- [Aim of the exercise]: In the listing below, pick out lines with "MinSegmentLength".

- [Material provided]:
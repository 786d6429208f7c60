use serde::{Deserialize, Serialize};

/// 单个读段对处理失败的原因（封闭集合）。
///
/// 这些都是预期内的业务结果，挂在 `Fragment` / `SequenceResult` 上返回；
/// 内部不变量被破坏属于程序缺陷，直接 panic，不会出现在这里。
#[derive(Debug, Clone, Copy, PartialEq, Eq, Hash, PartialOrd, Ord, Serialize, Deserialize, thiserror::Error)]
pub enum FailureKind {
    // fragment
    #[error("failed to create fragment")]
    Fragment,
    #[error("fragment overlap has indels")]
    IndelsInFragment,
    #[error("no overlap")]
    NoOverlap,
    #[error("one of R1/R2 is contained in the other")]
    Contained,
    #[error("overlap alignment failed")]
    OverlapErrors,
    #[error("indeterminate sequence")]
    Indeterminate,

    // segment
    #[error("no match")]
    NoMatch,
    #[error("match errors failure")]
    MatchErrors,
    #[error("segment below minimum length")]
    MinSegmentLength,
    #[error("segment above maximum length")]
    MaxSegmentLength,
    #[error("gap too big to fill")]
    GapTooBig,
    #[error("gap too small to fill")]
    GapTooSmall,
    #[error("validation failure")]
    Validation,
    #[error("segments found out-of-order")]
    OutOfOrder,
    #[error("could not align a gap between two segments")]
    GapAlignment,
    #[error("match was too short to extend")]
    ShortMatch,
    #[error("segment could not be aligned to right edge")]
    MinEnd,
    #[error("segment could not be aligned to left edge")]
    MaxStart,
    #[error("ambiguous indel on the edge of a segment")]
    EdgeIndel,
    #[error("invalid indel on a wildcard segment")]
    WildcardIndel,
    #[error("aligned segments overlap")]
    InterestingQueryOverlap,

    // classification
    #[error("no target matched")]
    Target,
    #[error("no mask matched")]
    Mask,
}

impl FailureKind {
    /// 稳定的短名称，用于输出表格与计数器
    pub fn name(&self) -> &'static str {
        match self {
            Self::Fragment => "fragment",
            Self::IndelsInFragment => "indelsInFragment",
            Self::NoOverlap => "noOverlap",
            Self::Contained => "contained",
            Self::OverlapErrors => "overlapErrors",
            Self::Indeterminate => "indeterminate",
            Self::NoMatch => "nomatch",
            Self::MatchErrors => "matchErrors",
            Self::MinSegmentLength => "minSegmentLength",
            Self::MaxSegmentLength => "maxSegmentLength",
            Self::GapTooBig => "gapTooBig",
            Self::GapTooSmall => "gapTooSmall",
            Self::Validation => "validation",
            Self::OutOfOrder => "outOfOrder",
            Self::GapAlignment => "gapAlignment",
            Self::ShortMatch => "shortMatch",
            Self::MinEnd => "minEnd",
            Self::MaxStart => "maxStart",
            Self::EdgeIndel => "edgeIndel",
            Self::WildcardIndel => "wildcardIndel",
            Self::InterestingQueryOverlap => "interestingQueryOverlap",
            Self::Target => "target",
            Self::Mask => "mask",
        }
    }

    /// 读段对层面（片段组装阶段）的失败
    pub fn is_fragment_level(&self) -> bool {
        matches!(
            self,
            Self::Fragment
                | Self::IndelsInFragment
                | Self::NoOverlap
                | Self::Contained
                | Self::OverlapErrors
                | Self::Indeterminate
        )
    }
}

/// 带出错片段键的失败
#[derive(Debug, Clone, PartialEq, Eq, thiserror::Error)]
#[error("{kind} ({})", .segment.as_deref().unwrap_or("-"))]
pub struct Failure {
    pub kind: FailureKind,
    pub segment: Option<String>,
}

impl Failure {
    pub fn new(kind: FailureKind) -> Self {
        Self { kind, segment: None }
    }

    pub fn at(kind: FailureKind, segment: impl Into<String>) -> Self {
        Self { kind, segment: Some(segment.into()) }
    }
}
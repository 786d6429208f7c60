//! 按描述符把片段拆分成有序的段（句柄、靶序列、接头、UMI 等）。

pub mod descriptor;
pub mod matcher;
pub mod result;

pub use descriptor::{DescriptorError, SegmentDescriptor, SegmentSpec, SequenceDescriptor};
pub use matcher::SegmentMatcher;
pub use result::{EdgeRange, SegmentResult, SequenceResult};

- [Written reply]:
    MinSegmentLength,
            Self::MinSegmentLength => "minSegmentLength",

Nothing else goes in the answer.